Возвращаясь [в Россию], я понимал, что столкнусь с некоторой расслабленностью. В этом году моя работа в России началась не с театра, а с кино — и я с некоторым удивлением обнаружил, сколько там работает случайных людей. Выезжая в Пермь репетировать, я внутренне сгруппировался, — и был удивлен, что зря. Если бы все было плохо, я бы об этом не сказал, но в данном случае действительно приятно удивлен тем, как обстоят дела в Пермской опере. 

— В Перми все-таки много лет шли авангардные проекты — начиная с Исаакяна и заканчивая Курентзисом. Немного другая ситуация в московской «Новой опере» — театре, где недавно полностью обновился топ-менеджемент. Там вы тоже готовите премьеру. 

— «Мертвый город» [Эриха Вольфганга] Корнгольда — произведение «непроверенное» для России, хотя в мире оно идет достаточно широко. На самом деле Корнгольдом и его статусом «композитор XX века» только детей можно пугать. [Если отвлечься от этого статуса] его музыка — очень кинематографично-мелодичная. Не нужны какие-то специальные пристройки и особая любовь к музыке XX века, чтобы ее слушать.

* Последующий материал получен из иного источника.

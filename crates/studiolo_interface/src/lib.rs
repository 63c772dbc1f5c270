//! Trait seams between the Studiolo orchestration layers and their backends.
//!
//! [`StudioloDriver`] is the contract a model backend implements; everything
//! above it (the admission layer, the analysis pipeline, the tutor) is
//! generic over it, which is also what makes those layers testable against
//! scripted fakes. [`DocumentSource`] plays the same role for study material.

mod documents;
mod driver;

pub use documents::{DocumentSource, InMemoryDocuments};
pub use driver::{ChunkStream, StudioloDriver};
use chrono::{DateTime, Utc};
use derive_getters::Getters;
use serde::{Deserialize, Serialize};

/// A model known to a backend, as reported by its listing endpoint.
#[derive(Debug, Clone, PartialEq, Eq, Serialize, Deserialize, Getters)]
pub struct ModelInfo {
    /// Tag the backend resolves, e.g. `qwen2.5:7b`.
    name: String,
    /// When the model files last changed, if the backend reports it.
    #[serde(default)]
    modified_at: Option<DateTime<Utc>>,
    /// On-disk size in bytes, if the backend reports it.
    #[serde(default)]
    size: Option<u64>,
}

impl ModelInfo {
    pub fn new(name: impl Into<String>) -> Self {
        Self {
            name: name.into(),
            modified_at: None,
            size: None,
        }
    }

    pub fn with_details(
        name: impl Into<String>,
        modified_at: Option<DateTime<Utc>>,
        size: Option<u64>,
    ) -> Self {
        Self {
            name: name.into(),
            modified_at,
            size,
        }
    }
}
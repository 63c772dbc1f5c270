//! Ollama-specific error types and retry classification.

use crate::{RetryClass, RetryableError};

/// Ollama-specific error conditions.
#[derive(Debug, Clone, PartialEq, Eq, Hash)]
pub enum OllamaErrorKind {
    /// Server is not reachable at the configured base URL
    ServerNotRunning(String),
    /// Requested model is not installed on the server
    ModelNotFound(String),
    /// HTTP error with status code and response body
    Api {
        /// HTTP status code
        status_code: u16,
        /// Error message from the response body
        message: String,
    },
    /// Network/transport failure other than connection refusal
    Network(String),
    /// Backend runner process crashed mid-request
    Crashed(String),
    /// Response body could not be decoded
    Decode(String),
    /// Request could not be constructed
    InvalidRequest(String),
    /// Request was cancelled or its deadline expired
    Cancelled,
}

impl std::fmt::Display for OllamaErrorKind {
    fn fmt(&self, f: &mut std::fmt::Formatter<'_>) -> std::fmt::Result {
        match self {
            OllamaErrorKind::ServerNotRunning(msg) => {
                write!(f, "Ollama server not reachable: {}", msg)
            }
            OllamaErrorKind::ModelNotFound(model) => {
                write!(f, "Model '{}' not found on server", model)
            }
            OllamaErrorKind::Api {
                status_code,
                message,
            } => write!(f, "HTTP {} error: {}", status_code, message),
            OllamaErrorKind::Network(msg) => write!(f, "Network error: {}", msg),
            OllamaErrorKind::Crashed(msg) => write!(f, "Backend runner crashed: {}", msg),
            OllamaErrorKind::Decode(msg) => write!(f, "Failed to decode response: {}", msg),
            OllamaErrorKind::InvalidRequest(msg) => write!(f, "Invalid request: {}", msg),
            OllamaErrorKind::Cancelled => write!(f, "Request cancelled or deadline exceeded"),
        }
    }
}

impl OllamaErrorKind {
    /// Classify this error for the retry loop.
    ///
    /// Crash signatures and 5xx-class statuses indicate the backend fell over
    /// under load and needs a cool-down; everything else short of
    /// cancellation is worth a plain retry.
    pub fn retry_class(&self) -> RetryClass {
        match self {
            OllamaErrorKind::Cancelled => RetryClass::Cancelled,
            OllamaErrorKind::Crashed(_) => RetryClass::CoolDown,
            OllamaErrorKind::Api { status_code, .. } if (500..=599).contains(status_code) => {
                RetryClass::CoolDown
            }
            _ => RetryClass::Backoff,
        }
    }
}

/// Ollama error with source location tracking.
///
/// # Examples
///
/// ```
/// use studiolo_error::{OllamaError, OllamaErrorKind};
///
/// let err = OllamaError::new(OllamaErrorKind::ModelNotFound("qwen2.5:7b".to_string()));
/// assert!(format!("{}", err).contains("qwen2.5:7b"));
/// ```
#[derive(Debug, Clone)]
pub struct OllamaError {
    /// The kind of error that occurred
    pub kind: OllamaErrorKind,
    /// Line number where error was created
    pub line: u32,
    /// File where error was created
    pub file: &'static str,
}

impl OllamaError {
    /// Create a new OllamaError with automatic location tracking.
    #[track_caller]
    pub fn new(kind: OllamaErrorKind) -> Self {
        let location = std::panic::Location::caller();
        Self {
            kind,
            line: location.line(),
            file: location.file(),
        }
    }
}

impl std::fmt::Display for OllamaError {
    fn fmt(&self, f: &mut std::fmt::Formatter<'_>) -> std::fmt::Result {
        write!(
            f,
            "Ollama Error: {} at line {} in {}",
            self.kind, self.line, self.file
        )
    }
}

impl std::error::Error for OllamaError {}

impl RetryableError for OllamaError {
    fn retry_class(&self) -> RetryClass {
        self.kind.retry_class()
    }
}
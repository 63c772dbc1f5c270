use derive_getters::Getters;
use serde::{Deserialize, Serialize};

/// One increment of a streamed generation.
///
/// A stream is a sequence of content chunks followed by at most one terminal
/// chunk, which either has `done` set or carries an error message. Consumers
/// stop reading once [`ContentChunk::is_terminal`] returns true.
#[derive(Debug, Default, Clone, PartialEq, Eq, Serialize, Deserialize, Getters)]
pub struct ContentChunk {
    /// Text produced since the previous chunk. May be empty on the final chunk.
    content: String,
    /// Set on the last chunk of a successful stream.
    done: bool,
    /// Set when the stream failed mid-flight. No further chunks follow.
    error: Option<String>,
}

impl ContentChunk {
    /// Creates a content-bearing chunk.
    pub fn new(content: impl Into<String>, done: bool) -> Self {
        Self {
            content: content.into(),
            done,
            error: None,
        }
    }

    /// Creates a terminal chunk describing a mid-stream failure.
    pub fn failed(message: impl Into<String>) -> Self {
        Self {
            content: String::new(),
            done: false,
            error: Some(message.into()),
        }
    }

    /// True when no further chunks will arrive after this one.
    pub fn is_terminal(&self) -> bool {
        self.done || self.error.is_some()
    }
}

#[cfg(test)]
mod tests {
    use super::*;

    #[test]
    fn content_chunks_are_not_terminal() {
        assert!(!ContentChunk::new("hello", false).is_terminal());
    }

    #[test]
    fn done_and_error_chunks_are_terminal() {
        assert!(ContentChunk::new("", true).is_terminal());
        assert!(ContentChunk::failed("connection reset").is_terminal());
    }
}
//! Extraction of structured payloads from model text output.
//!
//! Models wrap their JSON in prose no matter how firmly the prompt forbids
//! it. The extractor cuts from the first `{` to the last `}` and decodes the
//! slice in one step: either the whole payload conforms to the expected
//! shape, or the caller gets an error and applies its stage-specific
//! fallback. There is no partial application.

use serde::Deserialize;
use serde::de::DeserializeOwned;
use studiolo_core::{Question, Topic};
use studiolo_error::{ExtractError, ExtractErrorKind};

/// Cuts the JSON object out of `text` and decodes it as `T`.
///
/// # Errors
///
/// [`ExtractErrorKind::MissingPayload`] when no `{...}` region exists,
/// [`ExtractErrorKind::Malformed`] when the region does not decode as `T`.
pub fn extract_payload<T: DeserializeOwned>(text: &str) -> Result<T, ExtractError> {
    let (Some(open), Some(close)) = (text.find('{'), text.rfind('}')) else {
        return Err(ExtractError::new(ExtractErrorKind::MissingPayload));
    };
    if open > close {
        return Err(ExtractError::new(ExtractErrorKind::MissingPayload));
    }

    let payload = &text[open..=close];
    serde_json::from_str(payload)
        .map_err(|e| ExtractError::new(ExtractErrorKind::Malformed(e.to_string())))
}

/// Wire shape of the per-document analysis result.
#[derive(Debug, Clone, Deserialize)]
pub struct TopicListPayload {
    /// Topics found in the document
    #[serde(default)]
    pub topics: Vec<Topic>,
}

/// Wire shape of the question generation result.
#[derive(Debug, Clone, Deserialize)]
pub struct QuestionListPayload {
    /// Generated practice questions
    #[serde(default)]
    pub questions: Vec<Question>,
}

/// Wire shape of the exam-relevance ranking result.
#[derive(Debug, Clone, Deserialize)]
pub struct RankingPayload {
    /// Topic names, most exam-relevant first
    #[serde(default)]
    pub priority: Vec<String>,
}
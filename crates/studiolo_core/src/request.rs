use derive_getters::Getters;
use derive_setters::Setters;
use serde::{Deserialize, Serialize};
use std::time::Duration;

/// A single-prompt completion request.
///
/// Only the prompt is required. Everything else is an optional override that
/// drivers map onto their backend's tuning knobs, falling back to the
/// driver's configured defaults when unset.
///
/// ```
/// use studiolo_core::GenerateRequest;
/// use std::time::Duration;
///
/// let req = GenerateRequest::new("Summarize photosynthesis.")
///     .with_system("You are a patient tutor.")
///     .with_temperature(0.3)
///     .with_timeout(Duration::from_secs(120));
/// assert_eq!(req.prompt(), "Summarize photosynthesis.");
/// assert_eq!(*req.temperature(), Some(0.3));
/// ```
#[derive(Debug, Default, Clone, PartialEq, Getters, Setters)]
#[setters(prefix = "with_", strip_option, into)]
pub struct GenerateRequest {
    /// The text the model should complete.
    #[setters(skip)]
    prompt: String,
    /// Optional system framing sent alongside the prompt.
    system: Option<String>,
    /// Sampling temperature override.
    temperature: Option<f32>,
    /// Nucleus sampling override.
    top_p: Option<f32>,
    /// Top-k sampling override.
    top_k: Option<u32>,
    /// Cap on the number of tokens generated.
    max_tokens: Option<u32>,
    /// Model override. Unset means the driver's active model.
    model: Option<String>,
    /// Deadline for the whole call, including queue time at the backend.
    timeout: Option<Duration>,
}

impl GenerateRequest {
    /// Creates a request carrying only a prompt.
    pub fn new(prompt: impl Into<String>) -> Self {
        Self {
            prompt: prompt.into(),
            ..Self::default()
        }
    }
}

/// The completed output of a generation call.
#[derive(Debug, Default, Clone, PartialEq, Eq, Serialize, Deserialize, Getters)]
pub struct GenerateResponse {
    /// Full response text.
    content: String,
    /// Model that produced the response.
    model: String,
    /// Whether the backend reported the generation as finished.
    done: bool,
}

impl GenerateResponse {
    pub fn new(content: impl Into<String>, model: impl Into<String>, done: bool) -> Self {
        Self {
            content: content.into(),
            model: model.into(),
            done,
        }
    }
}

#[cfg(test)]
mod tests {
    use super::*;

    #[test]
    fn new_leaves_overrides_unset() {
        let req = GenerateRequest::new("prompt");
        assert!(req.system().is_none());
        assert!(req.temperature().is_none());
        assert!(req.model().is_none());
        assert!(req.timeout().is_none());
    }

    #[test]
    fn setters_strip_the_option() {
        let req = GenerateRequest::new("p")
            .with_model("qwen2.5:7b")
            .with_top_k(40u32)
            .with_max_tokens(512u32);
        assert_eq!(req.model().as_deref(), Some("qwen2.5:7b"));
        assert_eq!(*req.top_k(), Some(40));
        assert_eq!(*req.max_tokens(), Some(512));
    }
}
//! Error types for the Studiolo library.
//!
//! This crate provides the foundation error types used throughout the
//! Studiolo workspace, plus the retry classification consumed by the
//! resilient call layer.

mod backend;
mod cancelled;
mod config;
mod extract;
mod ollama;
mod pipeline;
mod retry;

pub use backend::BackendError;
pub use cancelled::CancelledError;
pub use config::ConfigError;
pub use extract::{ExtractError, ExtractErrorKind};
pub use ollama::{OllamaError, OllamaErrorKind};
pub use pipeline::{PipelineError, PipelineErrorKind};
pub use retry::{RetryClass, RetryableError};

/// Crate-level error variants.
#[derive(Debug, derive_more::From)]
pub enum StudioloErrorKind {
    /// Generic backend error
    Backend(BackendError),
    /// Configuration error
    Config(ConfigError),
    /// Caller-initiated cancellation
    Cancelled(CancelledError),
    /// Ollama backend error
    Ollama(OllamaError),
    /// Structured extraction failure
    Extract(ExtractError),
    /// Document analysis pipeline failure
    Pipeline(PipelineError),
}

impl std::fmt::Display for StudioloErrorKind {
    fn fmt(&self, f: &mut std::fmt::Formatter<'_>) -> std::fmt::Result {
        match self {
            StudioloErrorKind::Backend(e) => write!(f, "{}", e),
            StudioloErrorKind::Config(e) => write!(f, "{}", e),
            StudioloErrorKind::Cancelled(e) => write!(f, "{}", e),
            StudioloErrorKind::Ollama(e) => write!(f, "{}", e),
            StudioloErrorKind::Extract(e) => write!(f, "{}", e),
            StudioloErrorKind::Pipeline(e) => write!(f, "{}", e),
        }
    }
}

/// Studiolo error with kind discrimination.
#[derive(Debug)]
pub struct StudioloError(Box<StudioloErrorKind>);

impl StudioloError {
    /// Create a new error from a kind.
    pub fn new(kind: StudioloErrorKind) -> Self {
        Self(Box::new(kind))
    }

    /// Get the error kind.
    pub fn kind(&self) -> &StudioloErrorKind {
        &self.0
    }

    /// Returns true if this error represents caller cancellation.
    pub fn is_cancelled(&self) -> bool {
        self.retry_class() == RetryClass::Cancelled
    }
}

impl std::fmt::Display for StudioloError {
    fn fmt(&self, f: &mut std::fmt::Formatter<'_>) -> std::fmt::Result {
        write!(f, "Studiolo Error: {}", self.0)
    }
}

impl std::error::Error for StudioloError {}

// Generic From implementation for any type that converts to StudioloErrorKind
impl<T> From<T> for StudioloError
where
    T: Into<StudioloErrorKind>,
{
    fn from(err: T) -> Self {
        Self::new(err.into())
    }
}

impl RetryableError for StudioloError {
    fn retry_class(&self) -> RetryClass {
        match self.kind() {
            StudioloErrorKind::Cancelled(_) => RetryClass::Cancelled,
            StudioloErrorKind::Ollama(e) => e.retry_class(),
            StudioloErrorKind::Pipeline(e) if e.kind == PipelineErrorKind::Cancelled => {
                RetryClass::Cancelled
            }
            _ => RetryClass::Backoff,
        }
    }
}

/// Result type for Studiolo operations.
pub type StudioloResult<T> = std::result::Result<T, StudioloError>;
//! Document analysis pipeline error types.

/// Hard failure conditions for pipeline runs.
///
/// Individual document or ranking failures degrade gracefully inside the
/// pipeline; only these conditions abort a run.
#[derive(Debug, Clone, PartialEq, Eq, Hash)]
pub enum PipelineErrorKind {
    /// The overall operation was cancelled
    Cancelled,
    /// No document could be analyzed successfully
    NoUsableDocuments,
}

impl std::fmt::Display for PipelineErrorKind {
    fn fmt(&self, f: &mut std::fmt::Formatter<'_>) -> std::fmt::Result {
        match self {
            PipelineErrorKind::Cancelled => write!(f, "Analysis was cancelled"),
            PipelineErrorKind::NoUsableDocuments => {
                write!(f, "No usable documents: every analysis attempt failed")
            }
        }
    }
}

/// Error type for pipeline runs.
#[derive(Debug, Clone)]
pub struct PipelineError {
    /// The specific error condition
    pub kind: PipelineErrorKind,
    /// Line number where the error occurred
    pub line: u32,
    /// Source file where the error occurred
    pub file: &'static str,
}

impl PipelineError {
    /// Create a new PipelineError with automatic location tracking.
    #[track_caller]
    pub fn new(kind: PipelineErrorKind) -> Self {
        let location = std::panic::Location::caller();
        Self {
            kind,
            line: location.line(),
            file: location.file(),
        }
    }
}

impl std::fmt::Display for PipelineError {
    fn fmt(&self, f: &mut std::fmt::Formatter<'_>) -> std::fmt::Result {
        write!(
            f,
            "Pipeline Error: {} at line {} in {}",
            self.kind, self.line, self.file
        )
    }
}

impl std::error::Error for PipelineError {}
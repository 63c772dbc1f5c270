//! Structured extraction error types.

/// Specific error conditions for payload extraction.
///
/// Backend text output is inherently unreliable, so these are expected
/// outcomes with stage-local fallbacks, not exceptional failures.
#[derive(Debug, Clone, PartialEq, Eq, Hash)]
pub enum ExtractErrorKind {
    /// No balanced payload delimiters were found in the text
    MissingPayload,
    /// Payload was located but does not decode into the expected shape
    Malformed(String),
}

impl std::fmt::Display for ExtractErrorKind {
    fn fmt(&self, f: &mut std::fmt::Formatter<'_>) -> std::fmt::Result {
        match self {
            ExtractErrorKind::MissingPayload => {
                write!(f, "No structured payload found in response text")
            }
            ExtractErrorKind::Malformed(msg) => {
                write!(f, "Payload does not match expected shape: {}", msg)
            }
        }
    }
}

/// Error type for structured extraction.
///
/// # Examples
///
/// ```
/// use studiolo_error::{ExtractError, ExtractErrorKind};
///
/// let err = ExtractError::new(ExtractErrorKind::MissingPayload);
/// assert!(format!("{}", err).contains("No structured payload"));
/// ```
#[derive(Debug, Clone)]
pub struct ExtractError {
    /// The specific error condition
    pub kind: ExtractErrorKind,
    /// Line number where the error occurred
    pub line: u32,
    /// Source file where the error occurred
    pub file: &'static str,
}

impl ExtractError {
    /// Create a new ExtractError with automatic location tracking.
    #[track_caller]
    pub fn new(kind: ExtractErrorKind) -> Self {
        let location = std::panic::Location::caller();
        Self {
            kind,
            line: location.line(),
            file: location.file(),
        }
    }
}

impl std::fmt::Display for ExtractError {
    fn fmt(&self, f: &mut std::fmt::Formatter<'_>) -> std::fmt::Result {
        write!(
            f,
            "Extraction Error: {} at line {} in {}",
            self.kind, self.line, self.file
        )
    }
}

impl std::error::Error for ExtractError {}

В опере [«Мертвый город»] очень чувствуется музыкальный язык, которым он пользовался и в кино. Например, в саундтреке к «Приключениям Робин Гуда» Майкла Кертиса, за который он получил «Оскар». С каким-нибудь [композитором] Моисеем Вайнбергом, например, немного по-другому — слушаешь песенки Винни-Пуха, а потом — оперу «Идиот», и понимаешь, что он, конечно, талантливо писал песенки для детей, но его настоящий язык — только в академической музыке.

— «Фаустом» в каком-то смысле можно сильнее напугать — пусть эта музыка звучит более конвенционально, в таком масштабе ее воспринимать непросто.

— Я очень много раз отказывался ставить «Фауста», потому что у меня не было для этого произведения никакого ключа. Мне казалось, что эту историю нельзя рассказать с точки зрения людей. При этом я всегда избегаю всяких там чертей и прочей оперной нечисти, поскольку я не очень осведомлен, как они выглядят, ни разу еще с ними не встречался. Я ставлю про то, что хотя бы примерно себе представляю.

Музыкальный язык Гуно мне всегда казался слишком красивым для текста Гете — и эта чрезмерная иллюстративная романтичность, и светскость истории меня всегда отталкивали. Но в итоге именно то, что меня больше всего бесило в этой опере, и стало тем, что открыло путь к прочтению.

— Если «Фауст» вас так долго отталкивал, не оттолкнет ли он тех, кто придет в оперный театр в первый раз?

— Мне кажется, что музыка сама по себе оттолкнуть не может — может оттолкнуть то, как с ней обращаются в театре. Больше всего людей бесит, когда они ничего не понимают в происходящем — и на оперной сцене в том числе. Понятно, что зритель и сам может лениться вникнуть в увиденное. Понятно, что иногда бывает сложно считывать какие-то культурные коды. Но в конечном счете в современном театре не так уж важно, одеты ли оперные герои в современные костюмы или в старинные кринолины, — важно, чтобы каждую секунду действия, ты понимал, почему они себя ведут так, а не иначе. 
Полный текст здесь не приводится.